Peanut planting is about to get real serious in Georgia, and we are once again monitoring tobacco thrips flight activity for the spring planting season. Producers who have already planted or who are planting this week should be watching peanut fields closely for thrips and signs of thrips injury as seedlings emerge.
We saw thrips numbers increase slightly on our traps from 3 March to 6 April, and we are currently counting thrips collected last week. In previous years, ten or more tobacco thrips per trap represented significant thrips flight activity and high risk for susceptible plants in the field. Our Colquitt County site at the Sunbelt Expo averaged just over 10 thrips per trap two weeks ago.
Current thrips population prediction models suggest that we are currently in a high risk period for thrips. If the predictions are accurate, risk will decline quickly as we approach May planting dates.
Regardless of computer model predictions, we know that the risk of thips feeding injury and Tomato Spotted Wilt is greatest on Georgia peanuts planted prior to 10 May.
Below is a list of the most common thrips management options updated for 2017:
1. Phorate (Thimet 20G) in furrow: Thimet has been around for a long time, and we have years (decades really) of data that show Thimet does a good job of reducing thrips injury. It is the only insecticide that can reduce the incidence of Tomato Spotted Wilt Virus.
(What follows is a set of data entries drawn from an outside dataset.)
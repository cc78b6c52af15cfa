//! Route guard
//!
//! `evaluate` is the pure policy. `RouteGuard` adds the one side effect: an
//! "Access Denied" notice when a signed-in user lacks the required role,
//! raised once per navigation attempt.

use std::sync::{Arc, Mutex, PoisonError};

use serde::Serialize;
use uuid::Uuid;

use crate::types::SessionView;

/// Access a route requires
#[derive(Debug, Clone, Copy, PartialEq, Eq, Serialize)]
#[serde(rename_all = "snake_case")]
pub enum AccessLevel {
    /// Public route
    None,
    Admin,
    SuperAdmin,
}

#[derive(Debug, Clone, PartialEq, Eq)]
pub enum GuardDecision {
    /// Role resolution still in flight; show nothing protected yet
    Loading,
    Render,
    RedirectToLogin { return_path: String },
    /// Signed in without the required role
    RedirectToHome,
}

/// Decide what a route shows for a session.
///
/// Rules, first match wins:
/// 1. loading → `Loading`
/// 2. public route → `Render`
/// 3. no identity → `RedirectToLogin(current_path)`
/// 4. role requirement unmet → `RedirectToHome`
/// 5. otherwise → `Render`
pub fn evaluate(session: &SessionView, required: AccessLevel, current_path: &str) -> GuardDecision {
    if session.is_loading() {
        return GuardDecision::Loading;
    }

    let satisfied = match required {
        AccessLevel::None => return GuardDecision::Render,
        AccessLevel::Admin => session.is_admin(),
        AccessLevel::SuperAdmin => session.is_super_admin(),
    };

    if session.identity().is_none() {
        return GuardDecision::RedirectToLogin {
            return_path: current_path.to_string(),
        };
    }

    if satisfied {
        GuardDecision::Render
    } else {
        GuardDecision::RedirectToHome
    }
}

/// One attempt to open a route. Re-evaluating the same attempt (for
/// example after the session updates) never repeats the notice.
#[derive(Debug, Clone, PartialEq, Eq)]
pub struct NavigationAttempt {
    pub id: Uuid,
    pub path: String,
}

impl NavigationAttempt {
    pub fn new(path: impl Into<String>) -> Self {
        Self {
            id: Uuid::new_v4(),
            path: path.into(),
        }
    }
}

#[derive(Debug, Clone, Copy, PartialEq, Eq, Serialize)]
#[serde(rename_all = "lowercase")]
pub enum NoticeVariant {
    Default,
    Destructive,
}

/// A dismissible user-visible message
#[derive(Debug, Clone, PartialEq, Eq, Serialize)]
pub struct Notice {
    pub title: String,
    pub description: String,
    pub variant: NoticeVariant,
}

impl Notice {
    pub fn access_denied() -> Self {
        Self {
            title: "Access Denied".to_string(),
            description: "You don't have permission to access this page.".to_string(),
            variant: NoticeVariant::Destructive,
        }
    }
}

pub trait NoticeSink: Send + Sync {
    fn raise(&self, notice: Notice);
}

/// Writes notices to the log
#[derive(Debug, Clone, Default)]
pub struct TracingNoticeSink;

impl NoticeSink for TracingNoticeSink {
    fn raise(&self, notice: Notice) {
        tracing::warn!(
            title = %notice.title,
            description = %notice.description,
            "User notice raised"
        );
    }
}

/// Keeps every notice; for tests
#[derive(Debug, Clone, Default)]
pub struct RecordingNoticeSink {
    notices: Arc<Mutex<Vec<Notice>>>,
}

impl RecordingNoticeSink {
    pub fn new() -> Self {
        Self::default()
    }

    pub fn notices(&self) -> Vec<Notice> {
        self.notices
            .lock()
            .unwrap_or_else(PoisonError::into_inner)
            .clone()
    }
}

impl NoticeSink for RecordingNoticeSink {
    fn raise(&self, notice: Notice) {
        self.notices
            .lock()
            .unwrap_or_else(PoisonError::into_inner)
            .push(notice);
    }
}

#[derive(Clone)]
pub struct RouteGuard {
    sink: Arc<dyn NoticeSink>,
    last_denied: Arc<Mutex<Option<Uuid>>>,
}

impl RouteGuard {
    pub fn new(sink: Arc<dyn NoticeSink>) -> Self {
        Self {
            sink,
            last_denied: Arc::new(Mutex::new(None)),
        }
    }

    /// Evaluate the route and raise the access-denied notice if needed
    pub fn check(
        &self,
        session: &SessionView,
        required: AccessLevel,
        attempt: &NavigationAttempt,
    ) -> GuardDecision {
        let decision = evaluate(session, required, &attempt.path);

        if decision == GuardDecision::RedirectToHome {
            let mut last_denied = self
                .last_denied
                .lock()
                .unwrap_or_else(PoisonError::into_inner);
            if *last_denied != Some(attempt.id) {
                *last_denied = Some(attempt.id);
                tracing::info!(path = %attempt.path, required = ?required, "Access denied");
                self.sink.raise(Notice::access_denied());
            }
        }

        decision
    }
}

impl std::fmt::Debug for RouteGuard {
    #[mutants::skip] // Debug output only
    fn fmt(&self, f: &mut std::fmt::Formatter<'_>) -> std::fmt::Result {
        f.debug_struct("RouteGuard").finish_non_exhaustive()
    }
}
Thimet is an organophosphate insecticide, and as with all pesticides, growers should read and follow label instructions carefully. Some phytotoxicity (aka “Thimet burn”) is commonly observed when Thimet is applied to peanut, but this injury has not been associated with lost productivity.
2. Imidacloprid (Admire Pro, Velum Total, various generics) liquid in-furrow: Imidacloprid applied as a liquid in the furrow at planting has given good control of thrips in trials at UGA and other Southeastern universities in recent years. Imidacloprid has been shown to be compatible with most liquid inoculants and fungicides (not all combinations of products have been tested).
Imidacloprid will not reduce the risk of tomato spotted wilt in peanut. Growers should also take careful note of the formulation of the product they plan to use as rates vary by formulation. Applying a 2F product at a 4F product rate will result in significantly less active ingredient than the label recommendation.
Velum Total contains both imidacloprid and an active ingredient targeting nematodes. Growers who want to use imidacloprid for thrips but who do not have a nematode problem do not need to invest in the additional AI, but should choose a stand alone imidacloprid product (e.g. Admire Pro).
3. Acephate (Orthene) foliar spray: Orthene will still kill thrips, and we use it regularly in GA when at-plant insecticides “run out of steam”. The problem associated with leaving off an at-plant application in favor of a foliar spray alone is timing.
This approach requires careful scouting (something that is much less common on our peanut acreage than it should be) and the ability to get into the field on short notice to make an application. Given the hectic schedule of most growers in the spring and the potential for unfavorable weather, being able to cover large acreage with a foliar application is a gamble most growers should avoid.
4. Aldicarb (AgLogic 15G): AgLogic was available commercially on a very limited basis in 2016, but the product performed well in the UGA Peanut Entomology testing program last year. For growers who liked Temik, I expect AgLogic to perform similarly against thrips. We should remember that AgLogic has no effect on Tomato Spotted Wilt.
5. Thiamethoxam (CruiserMaxx Peanut) seed treatment: Thiamethoxam is the active ingredient in CruiserMaxx Peanut seed treatment. Growers should be aware that moderate to severe thrips feeding injury has been observed on thiamethoxam treated peanut when thrips pressure is high.
While we do not currently recommend an automatic foliar insecticide application for thrips on CruiserMaxx Peanut, we highly recommend that growers regularly scout their fields for the presence of adult and immature thrips beginning soon after seedling emergence. The presence of reproducing thips may signal the need for a foliar insecticide application. Thiamethoxam does not reduce the risk of tomato spotted wilt in peanut.
NOTE ABOUT INSECTICIDE RESISTANCE
Thiamethoxam and imidacloprid are in the neonicotinoid class of insecticides. Populations of tobacco thrips with reduced susceptibility to neonicotinoids were documented in 2015. No control failures have been reported in Georgia to date. Resistance monitoring will continue in 2016.
No matter what thrips management tactic is chosen, scouting is still a good idea. Nothing provides 100% control 100% of the time, and the only way to know if a problem is developing is to monitor fields regularly. Price of inputs will be an important factor in decision making in 2017.
We need to be sure not to cut labeled rates in an effort to save money…reduced rates will likely lead to reduced efficacy and can ultimately cost more in supplemental treatments and/or lost productivity.
Another thing to consider is that peanuts planted before 10 May are at an increased risk for tomato spotted wilt virus; none of the insecticides registered for thrips control in peanut will reduce the risk of the disease except Thimet.